My friend Dan turned me onto Volcano Tacos via twitter. Though I have since become quite the VT enthusiast (I once ate five and a large Baja Blast in one sitting) I felt that it was only fair to let him review them. Here it is, with only one word changed.
When Nate, an old college friend, asked me to do a guest piece for the distinguished Nate’s Plate, I was honored, but not entirely surprised. I’ve been somewhat of a connoisseur of Taco Bell for most of my life, and considering the fact that 25% of the blood that flows through my veins is Mexican, Nate would be hard-pressed to find a more qualified reviewer.

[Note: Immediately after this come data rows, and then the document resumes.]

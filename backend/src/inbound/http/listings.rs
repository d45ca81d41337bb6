//! Listing API handlers.
//!
//! ```text
//! GET    /api/listings
//! GET    /api/listings/{id}
//! POST   /api/listings                    (admin)
//! DELETE /api/listings/{id}               (admin)
//! POST   /api/listings/{id}/raised-total  (admin) {"totalRaised":30000000,"reason":"..."}
//! GET    /api/listings/{id}/adjustments   (admin)
//! ```

use actix_web::{delete, get, post, web};
use serde::{Deserialize, Serialize};
use serde_json::{Value, json};

use crate::domain::{Error, ListingDraft, ListingId, UserRole};
use crate::inbound::http::ApiResult;
use crate::inbound::http::session::SessionContext;
use crate::inbound::http::state::HttpState;
use crate::inbound::http::views::{AdjustmentView, ListingView};

/// Parse a listing id taken from the path. Malformed ids cannot name an
/// existing listing.
pub(crate) fn listing_id_from_path(raw: &str) -> Result<ListingId, Error> {
    ListingId::new(raw).map_err(|_| {
        Error::not_found(format!("listing {raw} not found")).with_reason("listing_not_found")
    })
}

/// Body of `POST /api/listings`. Omitting `id` creates a new listing.
#[derive(Debug, Clone, Deserialize, Serialize)]
#[serde(rename_all = "camelCase")]
pub struct ListingRequest {
    #[serde(default)]
    pub id: Option<String>,
    pub title: String,
    pub city: String,
    pub category: String,
    pub status: String,
    #[serde(default)]
    pub image: String,
    pub min_investment: i64,
    pub roi: f64,
    pub target_amount: i64,
    #[serde(default)]
    pub total_raised: Option<i64>,
    pub duration_months: i64,
}

impl From<ListingRequest> for ListingDraft {
    fn from(request: ListingRequest) -> Self {
        Self {
            id: request.id,
            title: request.title,
            city: request.city,
            category: request.category,
            status: request.status,
            image: request.image,
            min_investment: request.min_investment,
            roi: request.roi,
            target_amount: request.target_amount,
            total_raised: request.total_raised,
            duration_months: request.duration_months,
        }
    }
}

#[derive(Debug, Clone, Deserialize, Serialize)]
#[serde(rename_all = "camelCase")]
pub struct RaisedTotalRequest {
    pub total_raised: i64,
    pub reason: String,
}

/// All listings, newest first.
#[get("/listings")]
pub async fn list_listings(state: web::Data<HttpState>) -> ApiResult<web::Json<Vec<ListingView>>> {
    let listings = state.listings.list().await?;
    Ok(web::Json(listings.iter().map(ListingView::from).collect()))
}

#[get("/listings/{id}")]
pub async fn get_listing(
    state: web::Data<HttpState>,
    path: web::Path<String>,
) -> ApiResult<web::Json<ListingView>> {
    let id = listing_id_from_path(&path)?;
    let listing = state.listings.get(&id).await?;
    Ok(web::Json(ListingView::from(&listing)))
}

/// Create or revise a listing.
#[post("/listings")]
pub async fn save_listing(
    state: web::Data<HttpState>,
    session: SessionContext,
    payload: web::Json<ListingRequest>,
) -> ApiResult<web::Json<ListingView>> {
    let principal = session.require_role(UserRole::Admin)?;
    let draft = ListingDraft::from(payload.into_inner());
    let listing = state.listings.save(&principal, &draft).await?;
    Ok(web::Json(ListingView::from(&listing)))
}

/// Delete a listing together with its investments, invites and audit log.
#[delete("/listings/{id}")]
pub async fn delete_listing(
    state: web::Data<HttpState>,
    session: SessionContext,
    path: web::Path<String>,
) -> ApiResult<web::Json<Value>> {
    let principal = session.require_role(UserRole::Admin)?;
    let id = listing_id_from_path(&path)?;
    state.listings.delete(&principal, &id).await?;
    Ok(web::Json(json!({ "message": "Listing deleted successfully" })))
}

/// Correct a listing's raised total outside the investment flow.
#[post("/listings/{id}/raised-total")]
pub async fn adjust_raised_total(
    state: web::Data<HttpState>,
    session: SessionContext,
    path: web::Path<String>,
    payload: web::Json<RaisedTotalRequest>,
) -> ApiResult<web::Json<ListingView>> {
    let principal = session.require_role(UserRole::Admin)?;
    let id = listing_id_from_path(&path)?;
    let listing = state
        .listings
        .adjust_raised_total(&principal, &id, payload.total_raised, &payload.reason)
        .await?;
    Ok(web::Json(ListingView::from(&listing)))
}

#[get("/listings/{id}/adjustments")]
pub async fn list_adjustments(
    state: web::Data<HttpState>,
    session: SessionContext,
    path: web::Path<String>,
) -> ApiResult<web::Json<Vec<AdjustmentView>>> {
    let principal = session.require_role(UserRole::Admin)?;
    let id = listing_id_from_path(&path)?;
    let adjustments = state.listings.adjustments(&principal, &id).await?;
    Ok(web::Json(adjustments.iter().map(AdjustmentView::from).collect()))
}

I stumbled upon the Volcano Taco by accident while making a routine “run for the border.” Advertisements for the new menu item were plastered in every window as I pulled into the drive-through, and there was no question: I absolutely had to try one.
Although the prospect of yet another Taco Bell menu choice had me rock hard, I had almost no idea what to expect. I had yet to see a commercial for the Volcano Taco, and the drive-through posters merely displayed a large taco with some kind of colored shell. I was immediately reminded of the Big Taste Taco (a recent fourthmeal invention released with the new and improved value menus), which I found to be rather lackluster and somewhat of a gimmick. Thus, not entirely unwary, I placed my order, crossing my fingers that this wouldn’t end up being just another Bacon Club Chalupa.
My first impression upon unwrapping the Volcano Taco: it looks exactly like a regular “crunchy” taco, except it's fucking red. I knew there had to be more to the picture, however, so I fervently took my first bite. As I masticated that first mouthful, I still detected nothing setting it apart from a standard taco. But then I examined the taco’s innards. The bite I’d taking allowed me to view a vivisection of sorts, all the layers of ingredients laid bare.
All of the typical makings were present: shredded cheddar cheese on top of shredded lettuce and about a half-inch of Taco Bell’s famous seasoned beef. At this point I was sure I’d been had, until I noticed something else. Just above the beef, there appeared to be some sort of cheese sauce which had been hidden too deeply inside the taco to be included in my first sampling. Knowing this must be the secret of the Volcano Taco, its one defining characteristic, I took another bite.
The cheese sauce, or “cheesy lava sauce” as it is referred to on the restaurant’s web site, was very similar to the standard nacho cheese sauce featured in other menu items, but with a little bit of a spicy kick at the finish. Hardly comparable to sensation of putting a tablespoon of actual molten rock on my tongue, but still enough to add a bold and zesty twist.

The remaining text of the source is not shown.